Prompted partly by the LED manufacturers, a number of connector firms are tackling the issue themselves and offering assemblies that electrically, optically and thermally interface LEDs to flat aluminium surfaces in ways that suit both sides of the technology divide.
Molex teamed up with LED maker Bridgelux to produce a two-part system called Helieon, announced last month.
The connector is a two-part bayonet type which allows manufacturers, and perhaps consumers, to change LEDs much like light bulbs are swapped.
One part is an annulus (see photo), with a large circular hole in the middle, which is attached by screws to a flat aluminium surface in the luminaire.
This base has two contacts to provide power to the LED module.
Up to 12 contact positions have been provided for future expansion.
"There are two bays with six positions each. One bay is for constant current drivers outside the module, the other is envisioned for putting the driver inside the module," Mike Picini, v-p of lighting products at Molex, told EW.
The part is delivered with wire tails for screw, crimp, or insulation displacement termination elsewhere in the luminaire.
The second part of Helieon is analogous to the bayonet part of a light bulb in that it is permanently bonded to its light source - in this case an LED module from Bridgelux, complete with optics.
When the two parts are twisted together, the contacts mate and a compliant heat pad on the rear of the LED module is squashed onto the aluminium surface.
The thermal pad also provides the slight springing required to operate the bayonet detent.

Helieon from Molex and Bridgelux
Philips is thought to have a similar system to Helieon in the pipeline, dubbed Fortimo Twist, or Twistable, as does a firm called Journee Lighting, which was bought in November by that other lighting giant GE.
For a year or so, German lighting parts maker BJB has been touting a somewhat different two-part system that, while not allowing consumer LED changing, is based around that favourite among LED mounts: the 20mm hexagonal "star" board.

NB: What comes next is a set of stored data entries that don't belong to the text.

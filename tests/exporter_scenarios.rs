use push_sync::{ChangeImporter, ChangeStreamExporter};
use sync_core::{
    Appointment, Contact, Encode, EntityType, Folder, FolderType, MailMessage, Payload, SyncItem,
};
use tag_sink::{RecordingSink, SinkEvent};
use wbxml_types::tags::{airsync, email, folder_hierarchy};

fn exporter(class: EntityType) -> ChangeStreamExporter<RecordingSink> {
    ChangeStreamExporter::new(RecordingSink::new(), class)
}

fn start(tag: wbxml_types::Tag) -> SinkEvent {
    SinkEvent::Start(tag)
}

fn content(value: &str) -> SinkEvent {
    SinkEvent::Content(value.to_string())
}

fn sample_mail() -> MailMessage {
    MailMessage {
        subject: Some("Status".to_string()),
        read: false,
        ..Default::default()
    }
}

/// Events a payload writes on its own, for comparison inside `DATA`.
fn encoded(payload: &dyn SyncItem) -> Vec<SinkEvent> {
    let mut sink = RecordingSink::new();
    payload.encode(&mut sink).unwrap();
    sink.into_events()
}

#[test]
fn test_new_mail_upsert_writes_add_subtree() {
    let mut exporter = exporter(EntityType::Mail);
    let mail = sample_mail();

    assert!(exporter.import_message_upsert("5", &mail, true).unwrap());

    let mut expected = vec![
        start(airsync::ADD),
        start(airsync::SERVER_ENTRY_ID),
        content("5"),
        SinkEvent::End,
        start(airsync::DATA),
    ];
    expected.extend(encoded(&mail));
    expected.extend([SinkEvent::End, SinkEvent::End]);

    assert_eq!(exporter.sink().events(), expected.as_slice());
    assert!(exporter.sink().is_balanced());
}

#[test]
fn test_repeated_upsert_writes_nothing() {
    let mut exporter = exporter(EntityType::Mail);
    let mail = sample_mail();

    assert!(exporter.import_message_upsert("5", &mail, true).unwrap());
    let written = exporter.sink().events().len();

    assert!(exporter.import_message_upsert("5", &mail, true).unwrap());
    assert_eq!(exporter.sink().events().len(), written);
}

#[test]
fn test_upsert_idempotent_by_id_across_add_and_modify() {
    let mut exporter = exporter(EntityType::Mail);
    let mail = sample_mail();

    for is_new in [true, false, true, false, false] {
        assert!(exporter.import_message_upsert("42", &mail, is_new).unwrap());
    }
    assert!(exporter.import_message_upsert("43", &mail, false).unwrap());

    let sink = exporter.sink();
    assert_eq!(sink.count_starts(airsync::ADD), 1);
    assert_eq!(sink.count_starts(airsync::MODIFY), 1);
    assert_eq!(exporter.seen_count(), 2);
    assert_eq!(exporter.stats().duplicates_skipped, 4);
}

#[test]
fn test_type_mismatch_rejected_without_emission() {
    let mut exporter = exporter(EntityType::Mail);

    let contact = Payload::Contact(Contact {
        first_name: Some("Jane".to_string()),
        ..Default::default()
    });
    let appointment = Appointment::default();

    assert!(!exporter.import_message_upsert("c1", &contact, true).unwrap());
    assert!(!exporter.import_message_upsert("a1", &appointment, false).unwrap());
    assert!(exporter.sink().events().is_empty());
    assert_eq!(exporter.stats().rejected, 2);
}

#[test]
fn test_matching_contact_session_accepts_contacts() {
    let mut exporter = exporter(EntityType::Contact);
    let contact = Contact {
        last_name: Some("Doe".to_string()),
        ..Default::default()
    };
    assert!(exporter.import_message_upsert("c1", &contact, true).unwrap());
    assert!(!exporter.import_message_upsert("m1", &sample_mail(), true).unwrap());
    assert_eq!(exporter.sink().count_starts(airsync::ADD), 1);
}

#[test]
fn test_read_flag_on_mail_session() {
    let mut exporter = exporter(EntityType::Mail);

    assert!(exporter.import_message_read_flag("5", true).unwrap());

    assert_eq!(
        exporter.sink().events(),
        &[
            start(airsync::MODIFY),
            start(airsync::SERVER_ENTRY_ID),
            content("5"),
            SinkEvent::End,
            start(airsync::DATA),
            start(email::READ),
            content("1"),
            SinkEvent::End,
            SinkEvent::End,
            SinkEvent::End,
        ]
    );
}

#[test]
fn test_read_flag_cleared() {
    let mut exporter = exporter(EntityType::Mail);
    assert!(exporter.import_message_read_flag("8", false).unwrap());
    assert!(exporter.sink().events().contains(&content("0")));
}

#[test]
fn test_read_flag_on_non_mail_session_rejected() {
    for class in [EntityType::Contact, EntityType::Calendar, EntityType::Folder] {
        let mut exporter = exporter(class);
        assert!(!exporter.import_message_read_flag("5", true).unwrap());
        assert!(exporter.sink().events().is_empty(), "{class} session wrote output");
    }
}

#[test]
fn test_read_flag_is_not_deduplicated_against_upserts() {
    let mut exporter = exporter(EntityType::Mail);
    exporter
        .import_message_upsert("5", &sample_mail(), true)
        .unwrap();
    exporter.import_message_read_flag("5", true).unwrap();
    exporter.import_message_read_flag("5", true).unwrap();

    assert_eq!(exporter.sink().count_starts(airsync::MODIFY), 2);
}

#[test]
fn test_deletions_are_not_deduplicated() {
    let mut exporter = exporter(EntityType::Mail);

    assert!(exporter.import_message_deletion("X").unwrap());
    assert!(exporter.import_message_deletion("X").unwrap());

    let remove = [
        start(airsync::REMOVE),
        start(airsync::SERVER_ENTRY_ID),
        content("X"),
        SinkEvent::End,
        SinkEvent::End,
    ];
    let expected: Vec<SinkEvent> = remove.iter().chain(remove.iter()).cloned().collect();
    assert_eq!(exporter.sink().events(), expected.as_slice());
}

#[test]
fn test_deletion_after_upsert_still_written() {
    let mut exporter = exporter(EntityType::Mail);
    exporter
        .import_message_upsert("5", &sample_mail(), true)
        .unwrap();
    exporter.import_message_deletion("5").unwrap();

    assert_eq!(exporter.sink().count_starts(airsync::REMOVE), 1);
    // Deleting does not make the id sendable again.
    assert!(exporter
        .import_message_upsert("5", &sample_mail(), true)
        .unwrap());
    assert_eq!(exporter.sink().count_starts(airsync::ADD), 1);
}

#[test]
fn test_move_is_a_silent_no_op() {
    let mut exporter = exporter(EntityType::Mail);
    assert!(exporter.import_message_move("5", "f2").unwrap());
    assert!(exporter.import_message_move("", "").unwrap());
    assert!(exporter.sink().events().is_empty());
    assert_eq!(exporter.stats().moves_ignored, 2);
}

#[test]
fn test_folder_upsert_add_and_update() {
    let mut exporter = exporter(EntityType::Mail);
    let folder = Folder::new("f3", "0", "Invoices", FolderType::UserMail);

    assert_eq!(exporter.import_folder_upsert(&folder, true).unwrap(), "f3");
    assert_eq!(exporter.import_folder_upsert(&folder, false).unwrap(), "f3");

    let mut expected = vec![start(folder_hierarchy::ADD)];
    expected.extend(encoded(&folder));
    expected.push(SinkEvent::End);
    expected.push(start(folder_hierarchy::UPDATE));
    expected.extend(encoded(&folder));
    expected.push(SinkEvent::End);

    assert_eq!(exporter.sink().events(), expected.as_slice());
}

#[test]
fn test_folder_events_ignore_type_filter() {
    let mut exporter = exporter(EntityType::Contact);
    let folder = Folder::new("f4", "0", "Calendar", FolderType::Calendar);
    exporter.import_folder_upsert(&folder, true).unwrap();
    exporter.import_folder_deletion("f4", "0").unwrap();
    assert_eq!(exporter.stats().emitted(), 2);
}

#[test]
fn test_folder_deletion_omits_parent() {
    let mut exporter = exporter(EntityType::Mail);

    assert!(exporter.import_folder_deletion("f9", "parent-1").unwrap());

    assert_eq!(
        exporter.sink().events(),
        &[
            start(folder_hierarchy::REMOVE),
            start(folder_hierarchy::SERVER_ENTRY_ID),
            content("f9"),
            SinkEvent::End,
            SinkEvent::End,
        ]
    );
    assert!(!exporter.sink().render().contains("parent-1"));
}

#[test]
fn test_subtrees_follow_call_order() {
    let mut exporter = exporter(EntityType::Mail);
    let folder = Folder::new("f1", "0", "Inbox", FolderType::Inbox);

    exporter.import_folder_upsert(&folder, true).unwrap();
    exporter
        .import_message_upsert("1", &sample_mail(), true)
        .unwrap();
    exporter.import_message_read_flag("2", true).unwrap();
    exporter.import_message_deletion("3").unwrap();

    let sink = exporter.sink();
    assert!(sink.is_balanced());

    let top_level: Vec<_> = {
        let mut depth = 0usize;
        let mut tags = Vec::new();
        for event in sink.events() {
            match event {
                SinkEvent::Start(tag) => {
                    if depth == 0 {
                        tags.push(*tag);
                    }
                    depth += 1;
                }
                SinkEvent::End => depth -= 1,
                SinkEvent::Content(_) => {}
            }
        }
        tags
    };
    assert_eq!(
        top_level,
        vec![
            folder_hierarchy::ADD,
            airsync::ADD,
            airsync::MODIFY,
            airsync::REMOVE,
        ]
    );
}

#[test]
fn test_rendered_stream() {
    let mut exporter = exporter(EntityType::Mail);
    exporter.import_message_read_flag("5", true).unwrap();

    let expected = "\
<AirSync:Change>
  <AirSync:ServerId>5</AirSync:ServerId>
  <AirSync:ApplicationData>
    <POOMMAIL:Read>1</POOMMAIL:Read>
  </AirSync:ApplicationData>
</AirSync:Change>
";
    assert_eq!(exporter.sink().render(), expected);
}

#[test]
fn test_exporter_over_borrowed_sink() {
    let mut sink = RecordingSink::new();
    {
        let mut exporter = ChangeStreamExporter::new(&mut sink, EntityType::Mail);
        exporter.import_message_deletion("1").unwrap();
    }
    assert_eq!(sink.count_starts(airsync::REMOVE), 1);
}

Star boards were invented by Lumileds in the early days of power LEDs as an easy way for engineers to get to grips with the new technology, and they have become a de facto standard where any manufacturer's LED has to be screw- or glue-mounted.
There are also two parts to a BJB LED connector.
The first is a collar with two screw holes that physically and thermally attaches the star board to the luminaire. Underneath the collar are two conductive pads which pressure-connect to the solder pads on the star as it is screwed down. The pads terminate in push-wire terminals - beloved of luminaire assemblers - on the outside of the collar.
The second part is a lens holder - BJB has teamed up with UK lens maker Carclo for optics - which retains the lens and snaps onto the collar to provide optical alignment.
As with the Molex, Philips and GE designs, all parts can be assembled, wired and changed with fingers or, at most, with a screwdriver.